Il a fini par s'estomper, mais cette famille est quand même très fière de son hérédité et enseigne à chaque enfant les bases à connaître en ce qui concerne le ciel avant qu'il n'aille à Poudlard.
Bref. J'ai donc fini ce devoir hier, et je suis complètement libre.
- Elinor ?
- Ah, Hyperion. Tu veux venir lire avec moi ? je lui dis avec un grand sourire en tapotant mes genoux.
Il fait la moue.
- Je ne suis plus un gosse, je ne vais pas m'asseoir sur tes genoux.
- Mais bien sûr que tu es un gosse ! je réponds en l'attirant à côté de moi sur le canapé, avant de me serrer contre lui.
Il râle un peu pour la forme, mais il est content. Je suis sûre qu'il est content.
J'ai bien trop dédaigné mon petit frère ces derniers temps. Nous avons passé pas mal de temps ensemble en famille, bien sûr - nous sommes en vacances après tout - mais, des moments en tête à tête ? Tous les deux, dans notre repaire, à discuter de choses futiles en s'empiffrant de gaufres sous une couette ? Pas depuis longtemps.
- Qu'est-ce que tu lis ?
- Un traité sur l'utilisation optimale des anciens futharks.
- Je ne comprendrai jamais pourquoi tu t'y intéresses autant, répond-il en retroussant le nez. Les runes n'ont l'air ni passionnantes ni faciles.
Les lèvres s'étirent un peu. Il n'y a jamais été initié, il ne peut pas comprendre. Beaucoup de gens ont du mal à comprendre. Les runes sont tellement utiles.
- C'est passionnant. En magie, les mots ont une puissance extrême. Le pouvoir des formules latines vient de leur vieillesse, de leur signification. En théorie, les Grecs antiques étaient encore plus puissants. La magie avait une place à part à cette époque, c'est bien pour ça que la mythologie grecque est si connue. Malheureusement, il y a très peu de traces écrites de l'utilisation précise de la magie de l'époque. Pour les runes ... Elles sont peut-être moins anciennes que l'alphabet latin, mais l'alphabet runique en magie, lorsqu'il est bien utilisé, permet bien plus encore que le latin.
Il me regarde, à la fois intéressé et perplexe.
Hyperion est jeune. Il ne peut concevoir un intérêt si grand pour une matière qui lui semble ennuyeuse et inaccessible. Mais bon. Il a encore tout le temps du monde pour comprendre tout ça.

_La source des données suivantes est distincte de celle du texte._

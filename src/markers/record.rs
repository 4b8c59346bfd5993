use crate::{core::geo::WorldPoint, Result};
use serde::{Deserialize, Serialize};

/// Position used for records that arrive without one
pub const DEFAULT_POSITION: &str = "0,0";

/// One marker as returned by the marker service. Read-only once fetched.
#[derive(Debug, Clone, Default, PartialEq, Serialize, Deserialize)]
#[serde(rename_all = "camelCase")]
pub struct MarkerRecord {
    pub id: u64,
    /// Serialized `"x,y"` world position
    #[serde(default)]
    pub position: Option<String>,
    /// Key into the icon table
    #[serde(default)]
    pub icon_tag: Option<String>,
    /// Direct icon URL, used when no tag resolves
    #[serde(default)]
    pub icon: Option<String>,
    #[serde(default, alias = "markerTitle")]
    pub title: String,
    #[serde(default)]
    pub content: String,
    #[serde(default)]
    pub hidden_flag: Option<i32>,
}

impl MarkerRecord {
    /// Parsed world position; a missing position means the origin
    pub fn world_position(&self) -> Result<WorldPoint> {
        WorldPoint::parse(self.position.as_deref().unwrap_or(DEFAULT_POSITION))
    }

    pub fn marker_id(&self) -> String {
        self.id.to_string()
    }
}

/// Search parameters for the marker service
#[derive(Debug, Clone, Default, PartialEq, Serialize, Deserialize)]
#[serde(rename_all = "camelCase")]
pub struct MarkerQuery {
    #[serde(default)]
    pub item_id_list: Vec<u64>,
    /// Remaining filters, passed through untouched
    #[serde(flatten)]
    pub filters: serde_json::Map<String, serde_json::Value>,
}

impl MarkerQuery {
    pub fn for_items(item_id_list: Vec<u64>) -> Self {
        Self {
            item_id_list,
            filters: serde_json::Map::new(),
        }
    }

    /// A query without item ids matches nothing and needs no request
    pub fn is_empty(&self) -> bool {
        self.item_id_list.is_empty()
    }
}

- Toutes seules, je reprends, les runes ont un sens. Lorsqu'elles sont placées côte à côte, elles en ont un autre. Imbriquées l'une dans l'autre, la signification change du tout au tout. L'alphabet latin permet très peu de modifications, et son pouvoir à l'écrit est très réduit. L'alphabet runique est totalement à l'opposé : on l'utilise peu à l'oral, mais il y a une marge de manœuvre et un potentiel d'amélioration illimités à l'écrit. Qu'on l'utilise pour des sceaux, des barrières ou pour lancer un sort programmé à l'avance. Cet alphabet qui semble réduit, constitué de simples bâtons, permet au final tellement de choses !
- Les runes sont si puissantes que ça ?
- Elles sont utilisables aussi bien sur les objets que sur les gens. Elles peuvent créer des liens et en défaire. Elles peuvent servir de manière offensive comme défensive. Mais comme leur apprentissage est plutôt long et complexe, peu de gens y ont recours.

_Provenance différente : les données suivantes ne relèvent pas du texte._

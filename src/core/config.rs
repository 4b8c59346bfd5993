//! Configuration for the engine and the per-area tile registry.
//!
//! Area entries may declare `extends` to inherit from another entry. Resolution
//! is a pure function over an immutable [`AreaRegistry`]: the registry is built
//! once at startup and never mutated afterwards.

use crate::{
    constants::{
        DEFAULT_AREA, DEFAULT_AREA_CENTER, DEFAULT_AREA_SIZE, DEFAULT_TILE_EXTENSION,
        DEFAULT_TILE_URL_PREFIX,
    },
    prelude::{HashMap, HashSet},
    Result,
};
use serde::{Deserialize, Serialize};
use std::path::Path;

/// Per-area viewport overrides
#[derive(Debug, Clone, Default, PartialEq, Serialize, Deserialize)]
pub struct AreaSettings {
    #[serde(default, skip_serializing_if = "Option::is_none")]
    pub center: Option<[f64; 2]>,
    #[serde(default, skip_serializing_if = "Option::is_none")]
    pub zoom: Option<f64>,
    /// Any further viewport keys, carried through untouched
    #[serde(flatten)]
    pub extra: serde_json::Map<String, serde_json::Value>,
}

impl AreaSettings {
    /// Key-wise merge: fields set on `self` win, everything else comes from `base`.
    pub fn merged_over(&self, base: &AreaSettings) -> AreaSettings {
        let mut extra = base.extra.clone();
        for (key, value) in &self.extra {
            let merged = match (extra.get(key), value) {
                (Some(base_value), serde_json::Value::Object(_)) => {
                    merge_json(value, base_value)
                }
                _ => value.clone(),
            };
            extra.insert(key.clone(), merged);
        }

        AreaSettings {
            center: self.center.or(base.center),
            zoom: self.zoom.or(base.zoom),
            extra,
        }
    }
}

/// Deep-merges JSON objects; `over` wins on conflicting leaves.
fn merge_json(over: &serde_json::Value, base: &serde_json::Value) -> serde_json::Value {
    match (over, base) {
        (serde_json::Value::Object(over_map), serde_json::Value::Object(base_map)) => {
            let mut merged = base_map.clone();
            for (key, value) in over_map {
                let next = match base_map.get(key) {
                    Some(base_value) => merge_json(value, base_value),
                    None => value.clone(),
                };
                merged.insert(key.clone(), next);
            }
            serde_json::Value::Object(merged)
        }
        _ => over.clone(),
    }
}

/// One registry entry as authored. Every field is optional so that an entry can
/// inherit the rest from its `extends` base.
#[derive(Debug, Clone, Default, PartialEq, Serialize, Deserialize)]
#[serde(rename_all = "camelCase")]
pub struct AreaConfig {
    #[serde(default, skip_serializing_if = "Option::is_none")]
    pub code: Option<String>,
    #[serde(default, skip_serializing_if = "Option::is_none")]
    pub extension: Option<String>,
    #[serde(default, skip_serializing_if = "Option::is_none")]
    pub size: Option<[f64; 2]>,
    #[serde(default, skip_serializing_if = "Option::is_none")]
    pub center: Option<[f64; 2]>,
    #[serde(default, skip_serializing_if = "Option::is_none")]
    pub tiles_offset: Option<[f64; 2]>,
    #[serde(default, alias = "extend", skip_serializing_if = "Option::is_none")]
    pub extends: Option<String>,
    #[serde(default, skip_serializing_if = "Option::is_none")]
    pub settings: Option<AreaSettings>,
}

impl AreaConfig {
    /// Returns this entry layered over `base`.
    pub fn merged_over(&self, base: &AreaConfig) -> AreaConfig {
        let settings = match (&self.settings, &base.settings) {
            (Some(own), Some(inherited)) => Some(own.merged_over(inherited)),
            (own, inherited) => own.clone().or_else(|| inherited.clone()),
        };

        AreaConfig {
            code: self.code.clone().or_else(|| base.code.clone()),
            extension: self.extension.clone().or_else(|| base.extension.clone()),
            size: self.size.or(base.size),
            center: self.center.or(base.center),
            tiles_offset: self.tiles_offset.or(base.tiles_offset),
            extends: self.extends.clone(),
            settings,
        }
    }
}

/// A fully resolved area: inheritance applied and defaults filled in.
#[derive(Debug, Clone, PartialEq, Serialize, Deserialize)]
pub struct ResolvedArea {
    pub name: String,
    pub code: String,
    pub extension: String,
    pub size: [f64; 2],
    pub center: [f64; 2],
    pub tiles_offset: [f64; 2],
    pub settings: AreaSettings,
}

/// Immutable table of area configurations
#[derive(Debug, Clone, PartialEq)]
pub struct AreaRegistry {
    areas: HashMap<String, AreaConfig>,
    default_area: String,
}

impl AreaRegistry {
    pub fn new(areas: HashMap<String, AreaConfig>, default_area: impl Into<String>) -> Self {
        Self {
            areas,
            default_area: default_area.into(),
        }
    }

    /// Loads a registry from a JSON object keyed by area name
    pub fn from_json_str(json: &str, default_area: impl Into<String>) -> Result<Self> {
        let areas: HashMap<String, AreaConfig> = serde_json::from_str(json)?;
        Ok(Self::new(areas, default_area))
    }

    /// The production area table
    pub fn builtin() -> Self {
        let mut areas = HashMap::default();

        areas.insert(
            "提瓦特-base0".to_string(),
            AreaConfig {
                code: Some("twt31".to_string()),
                extension: Some("png".to_string()),
                size: Some([16384.0, 15360.0]),
                center: Some([3568.0, 6286.0]),
                tiles_offset: Some([-4864.0, 0.0]),
                settings: Some(AreaSettings {
                    center: Some([0.0, 1742.0]),
                    ..AreaSettings::default()
                }),
                ..AreaConfig::default()
            },
        );
        areas.insert(
            "提瓦特-base1".to_string(),
            AreaConfig {
                extension: Some("png".to_string()),
                size: Some([12288.0, 15360.0]),
                center: Some([3568.0, 6286.0]),
                ..AreaConfig::default()
            },
        );
        areas.insert(
            "金苹果群岛".to_string(),
            AreaConfig {
                code: Some("qd28".to_string()),
                extension: Some("png".to_string()),
                size: Some([8192.0, 8192.0]),
                center: Some([3568.0, 6286.0]),
                settings: Some(AreaSettings {
                    center: Some([600.0, -2190.0]),
                    zoom: Some(-2.0),
                    ..AreaSettings::default()
                }),
                ..AreaConfig::default()
            },
        );

        let derived = [
            ("地下矿区", "cyjy", [1800.0, -500.0], -3.0),
            ("渊下宫", "yxg", [2000.0, 300.0], -4.0),
            ("三界路飨祭", "yxg", [2000.0, 300.0], -4.0),
        ];
        for (name, code, center, zoom) in derived {
            areas.insert(
                name.to_string(),
                AreaConfig {
                    extends: Some("提瓦特-base1".to_string()),
                    code: Some(code.to_string()),
                    settings: Some(AreaSettings {
                        center: Some(center),
                        zoom: Some(zoom),
                        ..AreaSettings::default()
                    }),
                    ..AreaConfig::default()
                },
            );
        }

        Self::new(areas, DEFAULT_AREA)
    }

    pub fn default_area(&self) -> &str {
        &self.default_area
    }

    pub fn get(&self, name: &str) -> Option<&AreaConfig> {
        self.areas.get(name)
    }

    pub fn names(&self) -> Vec<&str> {
        self.areas.keys().map(String::as_str).collect()
    }

    /// Resolves an area by name.
    ///
    /// Unknown names fall back to the default area. The `extends` chain is
    /// followed until it ends, names a missing entry, or loops. Returns `None`
    /// when the merged entry carries no `code`.
    pub fn resolve(&self, name: &str) -> Option<ResolvedArea> {
        let (resolved_name, entry) = match self.areas.get(name) {
            Some(entry) => (name, entry),
            None => {
                log::debug!(
                    "area {:?} not found, falling back to {:?}",
                    name,
                    self.default_area
                );
                (
                    self.default_area.as_str(),
                    self.areas.get(&self.default_area)?,
                )
            }
        };

        let mut merged = entry.clone();
        let mut visited: HashSet<&str> = HashSet::default();
        visited.insert(resolved_name);
        let mut next = entry.extends.as_deref();

        while let Some(base_name) = next {
            if !visited.insert(base_name) {
                log::warn!("area {:?} has a cyclic extends chain", resolved_name);
                break;
            }
            match self.areas.get(base_name) {
                Some(base) => {
                    merged = merged.merged_over(base);
                    next = base.extends.as_deref();
                }
                None => {
                    log::warn!(
                        "area {:?} extends unknown area {:?}",
                        resolved_name,
                        base_name
                    );
                    break;
                }
            }
        }

        let Some(code) = merged.code.clone() else {
            log::warn!("area {:?} has no code after inheritance", resolved_name);
            return None;
        };

        Some(ResolvedArea {
            name: resolved_name.to_string(),
            code,
            extension: merged
                .extension
                .clone()
                .unwrap_or_else(|| DEFAULT_TILE_EXTENSION.to_string()),
            size: merged.size.unwrap_or(DEFAULT_AREA_SIZE),
            center: merged.center.unwrap_or(DEFAULT_AREA_CENTER),
            tiles_offset: merged.tiles_offset.unwrap_or([0.0, 0.0]),
            settings: merged.settings.unwrap_or_default(),
        })
    }
}

impl Default for AreaRegistry {
    fn default() -> Self {
        Self::builtin()
    }
}

/// Retry and caching behaviour for marker icon downloads
#[derive(Debug, Clone, PartialEq, Serialize, Deserialize)]
#[serde(default)]
pub struct ImageLoadingConfig {
    /// Extra attempts after the first failure. Zero keeps failures silent and final.
    pub max_retries: u32,
    pub retry_delay_ms: u64,
    pub exponential_backoff: bool,
    /// Number of decoded icons kept in memory
    pub icon_cache_size: usize,
}

impl ImageLoadingConfig {
    /// Delay before the given retry attempt (1-based)
    pub fn retry_delay(&self, attempt: u32) -> std::time::Duration {
        let multiplier = if self.exponential_backoff {
            2_u64.saturating_pow(attempt.saturating_sub(1))
        } else {
            1
        };
        std::time::Duration::from_millis(self.retry_delay_ms.saturating_mul(multiplier))
    }
}

impl Default for ImageLoadingConfig {
    fn default() -> Self {
        Self {
            max_retries: 0,
            retry_delay_ms: 500,
            exponential_backoff: true,
            icon_cache_size: 512,
        }
    }
}

/// Engine-wide settings
#[derive(Debug, Clone, PartialEq, Serialize, Deserialize)]
#[serde(default)]
pub struct EngineConfig {
    /// Tile and overlay URLs start with this prefix followed by the area code
    pub tile_url_prefix: String,
    pub default_area: String,
    pub api_base_url: Option<String>,
    pub image_loading: ImageLoadingConfig,
}

impl EngineConfig {
    pub fn from_json_str(json: &str) -> Result<Self> {
        Ok(serde_json::from_str(json)?)
    }

    pub fn from_file(path: impl AsRef<Path>) -> Result<Self> {
        let raw = std::fs::read_to_string(path)?;
        Self::from_json_str(&raw)
    }
}

impl Default for EngineConfig {
    fn default() -> Self {
        Self {
            tile_url_prefix: DEFAULT_TILE_URL_PREFIX.to_string(),
            default_area: DEFAULT_AREA.to_string(),
            api_base_url: None,
            image_loading: ImageLoadingConfig::default(),
        }
    }
}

Il semble songeur. Il n'a jamais dû y penser comme ça, après tout.
- C'est pour ça que c'est ta matière préférée, chuchote-t-il. Avec les Potions, qui peuvent guérir, envoûter, blesser, sauver, tuer ou hypnotiser.
- Et toi, qu'est-ce que c'est ? je demande alors, en lui ébouriffant les cheveux au passage.
- La Métamorphose.
Il n'a pas eu besoin d'y réfléchir une seule seconde.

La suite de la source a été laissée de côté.